Google deemed the allegations unfounded, and highlighted the ways the Play Store helps app makers thrive while providing security for users of Android devices.
# photo 1
“Android and Google Play offer the openness and choice that other platforms simply do not,” said Wilson White, Google’s senior director of public policy, in a post.
“The complaint is peppered with inflammatory language that seeks to distract from the fact that our rules on Android and Google Play benefit consumers,” he added.

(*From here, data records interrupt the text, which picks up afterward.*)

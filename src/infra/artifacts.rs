//! Filesystem-backed artifact store.
//!
//! Each entry is a pair of files named by the SHA-256 of the cache key: `<digest>.bin` holds
//! the image bytes and `<digest>.json` records the key, byte length and expiry.

use std::{
    io::ErrorKind,
    path::{Path, PathBuf},
    sync::Arc,
    time::Duration,
};

use async_trait::async_trait;
use bytes::Bytes;
use serde::{Deserialize, Serialize};
use sha2::{Digest, Sha256};
use time::OffsetDateTime;
use tokio::fs;
use tracing::debug;
use uuid::Uuid;

use crate::cache::{ArtifactStore, CacheConfig, CacheKey, MemoryArtifactStore, StoreError};
use crate::config::{StoreBackend, StoreSettings};

use super::error::InfraError;

const SOURCE: &str = "infra::artifacts";
const MAX_TTL_SECS: u64 = 60 * 60 * 24 * 365 * 100;

/// Open the artifact store selected by the settings.
pub fn open_artifact_store(settings: &StoreSettings) -> Result<Arc<dyn ArtifactStore>, InfraError> {
    match settings.backend {
        StoreBackend::Memory => Ok(Arc::new(MemoryArtifactStore::new(&CacheConfig::from(
            settings,
        )))),
        StoreBackend::Filesystem => {
            let store = FilesystemArtifactStore::new(settings.directory.clone()).map_err(|err| {
                InfraError::configuration(format!(
                    "failed to prepare artifact directory `{}`: {err}",
                    settings.directory.display()
                ))
            })?;
            Ok(Arc::new(store))
        }
    }
}

#[derive(Debug, Serialize, Deserialize)]
struct Sidecar {
    key: String,
    size: u64,
    #[serde(with = "time::serde::rfc3339")]
    expires_at: OffsetDateTime,
}

/// Artifact store persisting entries under a directory.
#[derive(Debug)]
pub struct FilesystemArtifactStore {
    root: PathBuf,
}

impl FilesystemArtifactStore {
    /// Initialise storage rooted at the provided directory, creating it if necessary.
    pub fn new(root: PathBuf) -> Result<Self, std::io::Error> {
        std::fs::create_dir_all(&root)?;
        Ok(Self { root })
    }

    fn paths(&self, key: &CacheKey) -> (PathBuf, PathBuf) {
        let digest = hex::encode(Sha256::digest(key.as_str().as_bytes()));
        (
            self.root.join(format!("{digest}.bin")),
            self.root.join(format!("{digest}.json")),
        )
    }

    async fn remove_entry(&self, data_path: &Path, sidecar_path: &Path) {
        for path in [sidecar_path, data_path] {
            match fs::remove_file(path).await {
                Ok(()) => {}
                Err(err) if err.kind() == ErrorKind::NotFound => {}
                Err(err) => debug!(
                    target = SOURCE,
                    path = %path.display(),
                    error = %err,
                    "Failed to remove expired artifact file"
                ),
            }
        }
    }

    async fn write_atomic(&self, path: &Path, contents: &[u8]) -> Result<(), StoreError> {
        let file_name = path
            .file_name()
            .and_then(|name| name.to_str())
            .unwrap_or("artifact");
        let temp_path = self
            .root
            .join(format!(".{file_name}.{}.tmp", Uuid::new_v4().simple()));

        if let Err(err) = fs::write(&temp_path, contents).await {
            let _ = fs::remove_file(&temp_path).await;
            return Err(err.into());
        }
        if let Err(err) = fs::rename(&temp_path, path).await {
            let _ = fs::remove_file(&temp_path).await;
            return Err(err.into());
        }
        Ok(())
    }
}

async fn read_optional(path: &Path) -> Result<Option<Vec<u8>>, StoreError> {
    match fs::read(path).await {
        Ok(contents) => Ok(Some(contents)),
        Err(err) if err.kind() == ErrorKind::NotFound => Ok(None),
        Err(err) => Err(err.into()),
    }
}

#[async_trait]
impl ArtifactStore for FilesystemArtifactStore {
    async fn lookup(&self, key: &CacheKey) -> Result<Option<Bytes>, StoreError> {
        let (data_path, sidecar_path) = self.paths(key);

        let Some(raw_sidecar) = read_optional(&sidecar_path).await? else {
            return Ok(None);
        };
        let sidecar: Sidecar = serde_json::from_slice(&raw_sidecar)
            .map_err(|err| StoreError::corrupt(key, format!("unreadable sidecar: {err}")))?;

        if sidecar.key != key.as_str() {
            // Digest collision or a foreign file; never serve another key's bytes.
            return Ok(None);
        }

        if sidecar.expires_at <= OffsetDateTime::now_utc() {
            self.remove_entry(&data_path, &sidecar_path).await;
            debug!(target = SOURCE, cache_key = %key, "Artifact expired");
            return Ok(None);
        }

        let Some(data) = read_optional(&data_path).await? else {
            return Ok(None);
        };
        if data.len() as u64 != sidecar.size {
            return Err(StoreError::corrupt(
                key,
                format!("expected {} bytes, found {}", sidecar.size, data.len()),
            ));
        }

        Ok(Some(Bytes::from(data)))
    }

    async fn store(&self, key: &CacheKey, bytes: Bytes, ttl: Duration) -> Result<(), StoreError> {
        let (data_path, sidecar_path) = self.paths(key);
        let ttl_secs = ttl.as_secs().min(MAX_TTL_SECS) as i64;
        let sidecar = Sidecar {
            key: key.as_str().to_string(),
            size: bytes.len() as u64,
            expires_at: OffsetDateTime::now_utc() + time::Duration::seconds(ttl_secs),
        };
        let encoded = serde_json::to_vec(&sidecar)
            .map_err(|err| StoreError::corrupt(key, format!("failed to encode sidecar: {err}")))?;

        self.write_atomic(&data_path, &bytes).await?;
        self.write_atomic(&sidecar_path, &encoded).await?;

        debug!(
            target = SOURCE,
            cache_key = %key,
            bytes = bytes.len(),
            ttl_secs,
            "Artifact stored"
        );
        Ok(())
    }
}

#[cfg(test)]
mod tests {
    use super::*;
    use tempfile::TempDir;

    fn key(value: &str) -> CacheKey {
        CacheKey::new(value, "146ec551")
    }

    #[tokio::test]
    async fn stores_and_reads_back() {
        let dir = TempDir::new().expect("temp dir");
        let store = FilesystemArtifactStore::new(dir.path().join("og")).expect("store");

        store
            .store(&key("/blog/foo"), Bytes::from_static(b"png"), Duration::from_secs(60))
            .await
            .expect("stored");

        let bytes = store.lookup(&key("/blog/foo")).await.expect("lookup");
        assert_eq!(bytes, Some(Bytes::from_static(b"png")));
        assert_eq!(store.lookup(&key("/blog/bar")).await.expect("lookup"), None);
    }

    #[tokio::test]
    async fn entry_files_use_key_digest() {
        let dir = TempDir::new().expect("temp dir");
        let store = FilesystemArtifactStore::new(dir.path().to_path_buf()).expect("store");
        let key = key("/blog/foo");

        store
            .store(&key, Bytes::from_static(b"png"), Duration::from_secs(60))
            .await
            .expect("stored");

        let (data_path, sidecar_path) = store.paths(&key);
        assert!(data_path.exists());
        assert!(sidecar_path.exists());
        let stem = data_path
            .file_stem()
            .and_then(|stem| stem.to_str())
            .expect("stem");
        assert_eq!(stem.len(), 64);

        let leftovers: Vec<_> = std::fs::read_dir(dir.path())
            .expect("read dir")
            .filter_map(Result::ok)
            .filter(|entry| entry.file_name().to_string_lossy().ends_with(".tmp"))
            .collect();
        assert!(leftovers.is_empty());
    }

    #[tokio::test]
    async fn expired_entries_are_removed() {
        let dir = TempDir::new().expect("temp dir");
        let store = FilesystemArtifactStore::new(dir.path().to_path_buf()).expect("store");
        let key = key("/blog/foo");

        store
            .store(&key, Bytes::from_static(b"png"), Duration::ZERO)
            .await
            .expect("stored");

        assert_eq!(store.lookup(&key).await.expect("lookup"), None);
        let (data_path, sidecar_path) = store.paths(&key);
        assert!(!data_path.exists());
        assert!(!sidecar_path.exists());
    }

    #[tokio::test]
    async fn rewrites_replace_previous_bytes() {
        let dir = TempDir::new().expect("temp dir");
        let store = FilesystemArtifactStore::new(dir.path().to_path_buf()).expect("store");
        let key = key("/blog/foo");

        store
            .store(&key, Bytes::from_static(b"first"), Duration::from_secs(60))
            .await
            .expect("first");
        store
            .store(&key, Bytes::from_static(b"second!"), Duration::from_secs(60))
            .await
            .expect("second");

        assert_eq!(
            store.lookup(&key).await.expect("lookup"),
            Some(Bytes::from_static(b"second!"))
        );
    }

    #[tokio::test]
    async fn foreign_sidecar_is_treated_as_absent() {
        let dir = TempDir::new().expect("temp dir");
        let store = FilesystemArtifactStore::new(dir.path().to_path_buf()).expect("store");
        let key = key("/blog/foo");
        let (data_path, sidecar_path) = store.paths(&key);

        std::fs::write(&data_path, b"png").expect("data");
        std::fs::write(
            &sidecar_path,
            r#"{"key":"/other:00000000","size":3,"expires_at":"2999-01-01T00:00:00Z"}"#,
        )
        .expect("sidecar");

        assert_eq!(store.lookup(&key).await.expect("lookup"), None);
    }

    #[tokio::test]
    async fn corrupt_sidecar_is_an_error() {
        let dir = TempDir::new().expect("temp dir");
        let store = FilesystemArtifactStore::new(dir.path().to_path_buf()).expect("store");
        let key = key("/blog/foo");
        let (_, sidecar_path) = store.paths(&key);

        std::fs::write(&sidecar_path, b"not json").expect("sidecar");

        let err = store.lookup(&key).await.expect_err("corrupt");
        assert!(matches!(err, StoreError::Corrupt { .. }));
    }

    #[tokio::test]
    async fn opens_backend_from_settings() {
        let dir = TempDir::new().expect("temp dir");
        let directory = dir.path().join("nested").join("og");
        let settings = StoreSettings {
            backend: StoreBackend::Filesystem,
            directory: directory.clone(),
            memory_limit: std::num::NonZeroUsize::MIN,
            ttl: Duration::from_secs(60),
        };

        let store = open_artifact_store(&settings).expect("store");
        store
            .store(&key("/a"), Bytes::from_static(b"png"), settings.ttl)
            .await
            .expect("stored");

        assert!(directory.is_dir());
        assert_eq!(
            std::fs::read_dir(&directory).expect("read dir").count(),
            2
        );
    }

    #[tokio::test]
    async fn truncated_data_is_an_error() {
        let dir = TempDir::new().expect("temp dir");
        let store = FilesystemArtifactStore::new(dir.path().to_path_buf()).expect("store");
        let key = key("/blog/foo");

        store
            .store(&key, Bytes::from_static(b"complete"), Duration::from_secs(60))
            .await
            .expect("stored");
        let (data_path, _) = store.paths(&key);
        std::fs::write(&data_path, b"part").expect("truncate");

        let err = store.lookup(&key).await.expect_err("truncated");
        assert!(matches!(err, StoreError::Corrupt { .. }));
    }
}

The lawsuit alleges that Google has inserted itself as a “middleman” between app developers and consumers.
Meanwhile, a verdict is expected in a federal lawsuit accusing Fortnite maker Epic Games Apple of exercising a monopoly on its App Store.
Apple strictly controls the App Store, which is the only gateway for iPhone and other iOS devices to access apps or other content.
Conversely, people with Android mobile devices can get apps in other places besides the Play Store.
A similar coalition of attorneys general filed a lawsuit in December accusing Google of exercising a monopoly on online search and related advertising.
A congressional committee in June introduced a bill seeking to overhaul antitrust laws that would give regulators more power to split up big tech companies, specifically targeting Facebook, Google, Amazon and Apple.
The moves come amid growing concerns about the power of big tech companies, which enjoy increasing dominance over key economic sectors, and have seen steady growth during the pandemic.